For a simple statement, it is one that carries significant consequences. For every bit and byte of data exchanged from central, enterprise platforms to edge and connected devices or assets, there is a specific cost and value to the business and its stakeholders.
At a unit level the TOTEX (total expenditure, including upfront capital outlay and ongoing operational costs) associated with each byte of data may be small; however, with the exponential growth of data, related costs will continue to rise.
While that rise may not be as steep as the growth in data volume overall, the continuing fall in the cost of data storage is flattening out, meaning businesses need to look more closely at how they manage their data to keep costs under control.
The accumulation of data in isolation does not yield outcomes or deliver business returns. Data must be consolidated and consumed to turn it into value.
Data offers new opportunity
So how should data be viewed strategically, if not as a direct source of value but one with an inherent cost? Ultimately, data is an enabler – it enables use cases and applications, which solve the business challenges of today and support the ongoing advancement of an organisation for its stakeholders.

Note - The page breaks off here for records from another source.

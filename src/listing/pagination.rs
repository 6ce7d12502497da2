//! Client-side pagination over an already fetched collection

use serde::Serialize;

/// Page selection (0-indexed page)
#[derive(Debug, Clone, Copy, PartialEq, Eq)]
pub struct PageRequest {
    pub page: usize,
    pub page_size: usize,
}

impl PageRequest {
    /// Default rows per page on listing screens
    pub const DEFAULT_PAGE_SIZE: usize = 5;

    pub fn new(page: usize, page_size: usize) -> Self {
        Self {
            page,
            page_size: page_size.max(1),
        }
    }

    pub fn offset(&self) -> usize {
        self.page.saturating_mul(self.page_size)
    }

    /// The slice of `rows` this page covers; empty past the end.
    pub fn slice<'a, T>(&self, rows: &'a [T]) -> &'a [T] {
        let start = self.offset().min(rows.len());
        let end = start.saturating_add(self.page_size).min(rows.len());
        &rows[start..end]
    }
}

impl Default for PageRequest {
    fn default() -> Self {
        Self::new(0, Self::DEFAULT_PAGE_SIZE)
    }
}

/// Pagination metadata for the footer ("Showing 6-10 of 15")
#[derive(Debug, Clone, PartialEq, Eq, Serialize)]
pub struct PageInfo {
    pub page: usize,
    pub page_size: usize,
    pub total_items: usize,
    pub total_pages: usize,
    pub has_next: bool,
    pub has_prev: bool,
    /// 1-based position of the first row shown, 0 when the page is empty
    pub first_row: usize,
    /// 1-based position of the last row shown, 0 when the page is empty
    pub last_row: usize,
}

impl PageInfo {
    pub fn new(request: &PageRequest, total_items: usize) -> Self {
        let page_size = request.page_size.max(1);
        let page = request.page;
        let total_pages = total_items.div_ceil(page_size);
        let shown = (total_items - request.offset().min(total_items)).min(page_size);
        let first_row = if shown == 0 { 0 } else { request.offset() + 1 };

        Self {
            page,
            page_size,
            total_items,
            total_pages,
            has_next: page + 1 < total_pages,
            has_prev: page > 0,
            first_row,
            last_row: if shown == 0 { 0 } else { first_row + shown - 1 },
        }
    }
}

#[cfg(test)]
mod tests {
    use super::*;

    #[test]
    fn slices_pages_in_order() {
        let rows: Vec<u32> = (1..=12).collect();
        assert_eq!(PageRequest::new(0, 5).slice(&rows), &[1, 2, 3, 4, 5]);
        assert_eq!(PageRequest::new(2, 5).slice(&rows), &[11, 12]);
        assert!(PageRequest::new(3, 5).slice(&rows).is_empty());
    }

    #[test]
    fn zero_page_size_is_clamped() {
        assert_eq!(PageRequest::new(0, 0).page_size, 1);
    }

    #[test]
    fn meta_describes_partial_last_page() {
        let info = PageInfo::new(&PageRequest::new(2, 5), 12);
        assert_eq!(info.total_pages, 3);
        assert!(!info.has_next);
        assert!(info.has_prev);
        assert_eq!((info.first_row, info.last_row), (11, 12));
    }

    #[test]
    fn meta_for_empty_collection() {
        let info = PageInfo::new(&PageRequest::default(), 0);
        assert_eq!(info.total_pages, 0);
        assert!(!info.has_next && !info.has_prev);
        assert_eq!((info.first_row, info.last_row), (0, 0));
    }
}
//! Dropdown reference data for the entity forms

use serde::Serialize;
use tracing::debug;

use crate::app::Console;
use crate::domain::{ClientDetails, LandBank, LandCategory, Location, RecordId};
use crate::error::ApiResult;

/// One `<option>` of a select control
#[derive(Debug, Clone, PartialEq, Eq, Serialize)]
pub struct SelectOption {
    pub value: RecordId,
    pub label: String,
}

impl SelectOption {
    pub fn new(value: RecordId, label: impl Into<String>) -> Self {
        Self {
            value,
            label: label.into(),
        }
    }
}

/// Lookup collections a land bank or project form needs before it opens.
#[derive(Debug, Clone, Default, PartialEq)]
pub struct ReferenceData {
    pub categories: Vec<LandCategory>,
    pub land_banks: Vec<LandBank>,
    pub locations: Vec<Location>,
    pub clients: Vec<ClientDetails>,
}

impl ReferenceData {
    /// Fetch all lookups concurrently. Fails as a whole if any query fails.
    pub async fn load(console: &Console) -> ApiResult<Self> {
        let (category_api, land_bank_api, location_api, client_api) = (
            console.land_categories(),
            console.land_banks(),
            console.locations(),
            console.clients(),
        );
        let (categories, land_banks, locations, clients) = futures::try_join!(
            category_api.list(),
            land_bank_api.list(),
            location_api.list(),
            client_api.list(),
        )?;

        debug!(
            categories = categories.len(),
            land_banks = land_banks.len(),
            locations = locations.len(),
            clients = clients.len(),
            "Reference data loaded"
        );

        Ok(Self {
            categories,
            land_banks,
            locations,
            clients,
        })
    }

    pub fn category_options(&self) -> Vec<SelectOption> {
        self.categories
            .iter()
            .map(|c| SelectOption::new(c.id, c.name.as_str()))
            .collect()
    }

    pub fn land_bank_options(&self) -> Vec<SelectOption> {
        self.land_banks
            .iter()
            .map(|l| SelectOption::new(l.id, l.land_name.as_str()))
            .collect()
    }

    pub fn location_options(&self) -> Vec<SelectOption> {
        self.locations
            .iter()
            .map(|l| SelectOption::new(l.id, l.name.as_str()))
            .collect()
    }

    pub fn client_options(&self) -> Vec<SelectOption> {
        self.clients
            .iter()
            .map(|c| SelectOption::new(c.id, c.client_name.as_str()))
            .collect()
    }

    /// Display name for a location id, for list columns that only carry the id.
    pub fn location_name(&self, id: RecordId) -> Option<&str> {
        self.locations
            .iter()
            .find(|l| l.id == id)
            .map(|l| l.name.as_str())
    }

    pub fn category_name(&self, id: RecordId) -> Option<&str> {
        self.categories
            .iter()
            .find(|c| c.id == id)
            .map(|c| c.name.as_str())
    }
}

#[cfg(test)]
mod tests {
    use super::*;

    #[test]
    fn options_and_names_follow_fetched_order() {
        let data = ReferenceData {
            categories: vec![
                LandCategory { id: 2, name: "Agricultural".into() },
                LandCategory { id: 1, name: "Government".into() },
            ],
            locations: vec![Location {
                id: 7,
                name: "Bhuj".into(),
                district: Some("Kutch".into()),
                state: Some("Gujarat".into()),
                remarks: None,
            }],
            ..Default::default()
        };

        assert_eq!(
            data.category_options(),
            vec![
                SelectOption::new(2, "Agricultural"),
                SelectOption::new(1, "Government")
            ]
        );
        assert_eq!(data.location_name(7), Some("Bhuj"));
        assert_eq!(data.category_name(9), None);
        assert!(data.client_options().is_empty());
    }
}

The potential value of data is equally reflected within the art of the possible – the emerging topics and innovative ideas that are yet to be conceptualised by the best and brightest of our global society yet to be brought to market which will increasingly rely on data to disrupt and progress.
Clearly data and information provide a basis to construct value and insight, which would be inaccessible without it. The emerging data-driven solutions of today and tomorrow will be a key facet within the necessary evolution and transformation of our utilities, cities and societies, as part of a net carbon zero future.
However, Rome was not built in a day and digitalisation represents more of a journey than a destination. It is vital, therefore, that we acknowledge that there is no silver bullet when it comes to digital and data enablement.
Challenges will be witnessed throughout the journey of individual organisations, evolving based on the maturity and capability of the existing systems, strategy and personnel at their disposal.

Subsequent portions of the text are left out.